■ **Work to complete**: Line by line, restate the listing below without any change.

■ **Records provided**:

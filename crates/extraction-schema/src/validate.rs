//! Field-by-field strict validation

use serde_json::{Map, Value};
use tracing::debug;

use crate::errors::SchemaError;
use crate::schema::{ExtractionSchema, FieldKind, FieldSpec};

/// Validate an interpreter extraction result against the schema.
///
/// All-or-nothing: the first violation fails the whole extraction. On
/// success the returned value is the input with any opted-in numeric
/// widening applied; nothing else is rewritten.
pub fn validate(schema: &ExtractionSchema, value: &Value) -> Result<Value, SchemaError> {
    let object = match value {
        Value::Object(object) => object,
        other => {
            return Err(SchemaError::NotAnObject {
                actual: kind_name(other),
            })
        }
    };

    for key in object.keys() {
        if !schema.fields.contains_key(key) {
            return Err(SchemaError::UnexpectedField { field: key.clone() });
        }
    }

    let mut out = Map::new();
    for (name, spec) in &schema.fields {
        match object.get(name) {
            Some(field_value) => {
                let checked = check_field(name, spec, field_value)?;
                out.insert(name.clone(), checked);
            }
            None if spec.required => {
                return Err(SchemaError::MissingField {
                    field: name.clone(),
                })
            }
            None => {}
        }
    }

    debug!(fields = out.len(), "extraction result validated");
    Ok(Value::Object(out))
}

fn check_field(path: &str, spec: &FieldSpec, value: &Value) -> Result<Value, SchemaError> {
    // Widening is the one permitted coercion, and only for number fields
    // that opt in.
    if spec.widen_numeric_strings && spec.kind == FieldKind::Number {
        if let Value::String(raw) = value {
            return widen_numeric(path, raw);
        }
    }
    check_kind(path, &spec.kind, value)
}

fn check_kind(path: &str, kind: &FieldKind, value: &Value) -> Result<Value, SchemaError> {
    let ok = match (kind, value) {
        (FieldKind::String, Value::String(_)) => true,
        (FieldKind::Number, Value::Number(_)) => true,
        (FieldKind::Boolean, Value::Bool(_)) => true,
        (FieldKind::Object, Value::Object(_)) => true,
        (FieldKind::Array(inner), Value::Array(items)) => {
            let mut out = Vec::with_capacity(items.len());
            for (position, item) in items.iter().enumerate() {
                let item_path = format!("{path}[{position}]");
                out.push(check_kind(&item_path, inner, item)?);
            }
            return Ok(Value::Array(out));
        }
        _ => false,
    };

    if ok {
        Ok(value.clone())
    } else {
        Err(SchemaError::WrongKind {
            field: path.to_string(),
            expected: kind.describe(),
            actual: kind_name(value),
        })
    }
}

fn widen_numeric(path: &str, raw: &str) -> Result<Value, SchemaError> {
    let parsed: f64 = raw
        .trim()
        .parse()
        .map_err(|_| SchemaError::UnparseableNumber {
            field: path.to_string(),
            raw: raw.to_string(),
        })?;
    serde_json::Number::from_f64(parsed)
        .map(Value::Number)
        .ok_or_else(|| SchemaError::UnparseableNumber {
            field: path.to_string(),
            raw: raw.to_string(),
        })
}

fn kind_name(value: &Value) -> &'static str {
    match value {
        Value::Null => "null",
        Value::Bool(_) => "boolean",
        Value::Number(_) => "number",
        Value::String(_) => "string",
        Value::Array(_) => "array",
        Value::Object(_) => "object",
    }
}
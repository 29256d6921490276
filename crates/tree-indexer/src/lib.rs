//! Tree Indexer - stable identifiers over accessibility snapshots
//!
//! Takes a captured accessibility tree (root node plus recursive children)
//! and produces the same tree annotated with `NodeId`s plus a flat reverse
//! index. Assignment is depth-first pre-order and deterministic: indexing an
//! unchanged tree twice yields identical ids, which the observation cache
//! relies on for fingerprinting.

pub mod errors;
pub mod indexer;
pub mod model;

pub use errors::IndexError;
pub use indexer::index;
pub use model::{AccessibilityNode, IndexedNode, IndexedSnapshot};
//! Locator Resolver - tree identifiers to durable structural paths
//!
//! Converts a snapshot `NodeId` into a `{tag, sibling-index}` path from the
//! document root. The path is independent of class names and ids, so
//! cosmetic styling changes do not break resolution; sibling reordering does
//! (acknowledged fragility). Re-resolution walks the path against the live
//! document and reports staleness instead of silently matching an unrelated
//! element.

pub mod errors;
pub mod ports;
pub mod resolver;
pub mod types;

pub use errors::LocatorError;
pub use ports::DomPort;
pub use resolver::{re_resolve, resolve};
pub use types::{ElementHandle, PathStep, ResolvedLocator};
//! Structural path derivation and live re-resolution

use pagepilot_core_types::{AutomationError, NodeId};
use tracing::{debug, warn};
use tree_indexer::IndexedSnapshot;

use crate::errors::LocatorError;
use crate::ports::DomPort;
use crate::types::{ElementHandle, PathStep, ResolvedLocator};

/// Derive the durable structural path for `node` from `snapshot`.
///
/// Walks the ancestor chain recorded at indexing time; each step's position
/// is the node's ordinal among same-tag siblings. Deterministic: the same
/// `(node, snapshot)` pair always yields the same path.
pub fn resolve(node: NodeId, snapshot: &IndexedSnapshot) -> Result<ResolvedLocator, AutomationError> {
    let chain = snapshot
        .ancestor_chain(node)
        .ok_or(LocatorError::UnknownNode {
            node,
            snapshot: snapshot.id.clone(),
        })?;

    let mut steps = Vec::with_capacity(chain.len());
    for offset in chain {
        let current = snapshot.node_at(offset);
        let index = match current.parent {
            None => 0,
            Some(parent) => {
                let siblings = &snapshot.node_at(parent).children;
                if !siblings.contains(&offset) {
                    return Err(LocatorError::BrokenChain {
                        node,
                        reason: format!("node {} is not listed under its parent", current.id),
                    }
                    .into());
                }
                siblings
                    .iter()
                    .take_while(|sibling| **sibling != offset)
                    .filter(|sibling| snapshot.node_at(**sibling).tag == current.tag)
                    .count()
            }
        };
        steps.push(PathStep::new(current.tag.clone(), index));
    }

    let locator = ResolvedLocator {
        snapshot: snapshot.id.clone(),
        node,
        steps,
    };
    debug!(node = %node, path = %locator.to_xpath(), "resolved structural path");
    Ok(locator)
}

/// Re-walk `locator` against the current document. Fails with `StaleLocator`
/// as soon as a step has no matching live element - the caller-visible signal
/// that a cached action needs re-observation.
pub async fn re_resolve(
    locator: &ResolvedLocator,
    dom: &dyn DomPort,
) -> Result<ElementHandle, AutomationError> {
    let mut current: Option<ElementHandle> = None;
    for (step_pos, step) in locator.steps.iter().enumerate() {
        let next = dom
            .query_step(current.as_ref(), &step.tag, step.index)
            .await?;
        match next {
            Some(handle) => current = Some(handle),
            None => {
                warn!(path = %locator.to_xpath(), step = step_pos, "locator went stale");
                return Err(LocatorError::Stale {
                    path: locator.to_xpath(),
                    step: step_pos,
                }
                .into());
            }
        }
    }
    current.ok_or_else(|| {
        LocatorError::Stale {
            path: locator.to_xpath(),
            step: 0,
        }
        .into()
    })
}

■ **Exercise output**:
filename crates/extraction-schema/src/validate.rs
//! Field-by-field strict validation

use serde_json::{Map, Value};
use tracing::debug;

use crate::errors::SchemaError;
use crate::schema::{ExtractionSchema, FieldKind, FieldSpec};

/// Validate an interpreter extraction result against the schema.
///
/// All-or-nothing: the first violation fails the whole extraction. On
/// success the returned value is the input with any opted-in numeric
/// widening applied; nothing else is rewritten.
pub fn validate(schema: &ExtractionSchema, value: &Value) -> Result<Value, SchemaError> {
    let object = match value {
        Value::Object(object) => object,
        other => {
            return Err(SchemaError::NotAnObject {
                actual: kind_name(other),
            })
        }
    };

    for key in object.keys() {
        if !schema.fields.contains_key(key) {
            return Err(SchemaError::UnexpectedField { field: key.clone() });
        }
    }

    let mut out = Map::new();
    for (name, spec) in &schema.fields {
        match object.get(name) {
            Some(field_value) => {
                let checked = check_field(name, spec, field_value)?;
                out.insert(name.clone(), checked);
            }
            None if spec.required => {
                return Err(SchemaError::MissingField {
                    field: name.clone(),
                })
            }
            None => {}
        }
    }

    debug!(fields = out.len(), "extraction result validated");
    Ok(Value::Object(out))
}

fn check_field(path: &str, spec: &FieldSpec, value: &Value) -> Result<Value, SchemaError> {
    // Widening is the one permitted coercion, and only for number fields
    // that opt in.
    if spec.widen_numeric_strings && spec.kind == FieldKind::Number {
        if let Value::String(raw) = value {
            return widen_numeric(path, raw);
        }
    }
    check_kind(path, &spec.kind, value)
}

fn check_kind(path: &str, kind: &FieldKind, value: &Value) -> Result<Value, SchemaError> {
    let ok = match (kind, value) {
        (FieldKind::String, Value::String(_)) => true,
        (FieldKind::Number, Value::Number(_)) => true,
        (FieldKind::Boolean, Value::Bool(_)) => true,
        (FieldKind::Object, Value::Object(_)) => true,
        (FieldKind::Array(inner), Value::Array(items)) => {
            let mut out = Vec::with_capacity(items.len());
            for (position, item) in items.iter().enumerate() {
                let item_path = format!("{path}[{position}]");
                out.push(check_kind(&item_path, inner, item)?);
            }
            return Ok(Value::Array(out));
        }
        _ => false,
    };

    if ok {
        Ok(value.clone())
    } else {
        Err(SchemaError::WrongKind {
            field: path.to_string(),
            expected: kind.describe(),
            actual: kind_name(value),
        })
    }
}

fn widen_numeric(path: &str, raw: &str) -> Result<Value, SchemaError> {
    let parsed: f64 = raw
        .trim()
        .parse()
        .map_err(|_| SchemaError::UnparseableNumber {
            field: path.to_string(),
            raw: raw.to_string(),
        })?;
    serde_json::Number::from_f64(parsed)
        .map(Value::Number)
        .ok_or_else(|| SchemaError::UnparseableNumber {
            field: path.to_string(),
            raw: raw.to_string(),
        })
}

fn kind_name(value: &Value) -> &'static str {
    match value {
        Value::Null => "null",
        Value::Bool(_) => "boolean",
        Value::Number(_) => "number",
        Value::String(_) => "string",
        Value::Array(_) => "array",
        Value::Object(_) => "object",
    }
}
repository 29256d6921490276
filename crates/tree-indexer/src/lib.rs
//! Tree Indexer - stable identifiers over accessibility snapshots
//!
//! Takes a captured accessibility tree (root node plus recursive children)
//! and produces the same tree annotated with `NodeId`s plus a flat reverse
//! index. Assignment is depth-first pre-order and deterministic: indexing an
//! unchanged tree twice yields identical ids, which the observation cache
//! relies on for fingerprinting.

pub mod errors;
pub mod indexer;
pub mod model;

pub use errors::IndexError;
pub use indexer::index;
pub use model::{AccessibilityNode, IndexedNode, IndexedSnapshot};
//! Locator Resolver - tree identifiers to durable structural paths
//!
//! Converts a snapshot `NodeId` into a `{tag, sibling-index}` path from the
//! document root. The path is independent of class names and ids, so
//! cosmetic styling changes do not break resolution; sibling reordering does
//! (acknowledged fragility). Re-resolution walks the path against the live
//! document and reports staleness instead of silently matching an unrelated
//! element.

pub mod errors;
pub mod ports;
pub mod resolver;
pub mod types;

pub use errors::LocatorError;
pub use ports::DomPort;
pub use resolver::{re_resolve, resolve};
pub use types::{ElementHandle, PathStep, ResolvedLocator};
//! Structural path derivation and live re-resolution

use pagepilot_core_types::{AutomationError, NodeId};
use tracing::{debug, warn};
use tree_indexer::IndexedSnapshot;

use crate::errors::LocatorError;
use crate::ports::DomPort;
use crate::types::{ElementHandle, PathStep, ResolvedLocator};

/// Derive the durable structural path for `node` from `snapshot`.
///
/// Walks the ancestor chain recorded at indexing time; each step's position
/// is the node's ordinal among same-tag siblings. Deterministic: the same
/// `(node, snapshot)` pair always yields the same path.
pub fn resolve(node: NodeId, snapshot: &IndexedSnapshot) -> Result<ResolvedLocator, AutomationError> {
    let chain = snapshot
        .ancestor_chain(node)
        .ok_or(LocatorError::UnknownNode {
            node,
            snapshot: snapshot.id.clone(),
        })?;

    let mut steps = Vec::with_capacity(chain.len());
    for offset in chain {
        let current = snapshot.node_at(offset);
        let index = match current.parent {
            None => 0,
            Some(parent) => {
                let siblings = &snapshot.node_at(parent).children;
                if !siblings.contains(&offset) {
                    return Err(LocatorError::BrokenChain {
                        node,
                        reason: format!("node {} is not listed under its parent", current.id),
                    }
                    .into());
                }
                siblings
                    .iter()
                    .take_while(|sibling| **sibling != offset)
                    .filter(|sibling| snapshot.node_at(**sibling).tag == current.tag)
                    .count()
            }
        };
        steps.push(PathStep::new(current.tag.clone(), index));
    }

    let locator = ResolvedLocator {
        snapshot: snapshot.id.clone(),
        node,
        steps,
    };
    debug!(node = %node, path = %locator.to_xpath(), "resolved structural path");
    Ok(locator)
}

/// Re-walk `locator` against the current document. Fails with `StaleLocator`
/// as soon as a step has no matching live element - the caller-visible signal
/// that a cached action needs re-observation.
pub async fn re_resolve(
    locator: &ResolvedLocator,
    dom: &dyn DomPort,
) -> Result<ElementHandle, AutomationError> {
    let mut current: Option<ElementHandle> = None;
    for (step_pos, step) in locator.steps.iter().enumerate() {
        let next = dom
            .query_step(current.as_ref(), &step.tag, step.index)
            .await?;
        match next {
            Some(handle) => current = Some(handle),
            None => {
                warn!(path = %locator.to_xpath(), step = step_pos, "locator went stale");
                return Err(LocatorError::Stale {
                    path: locator.to_xpath(),
                    step: step_pos,
                }
                .into());
            }
        }
    }
    current.ok_or_else(|| {
        LocatorError::Stale {
            path: locator.to_xpath(),
            step: 0,
        }
        .into()
    })
}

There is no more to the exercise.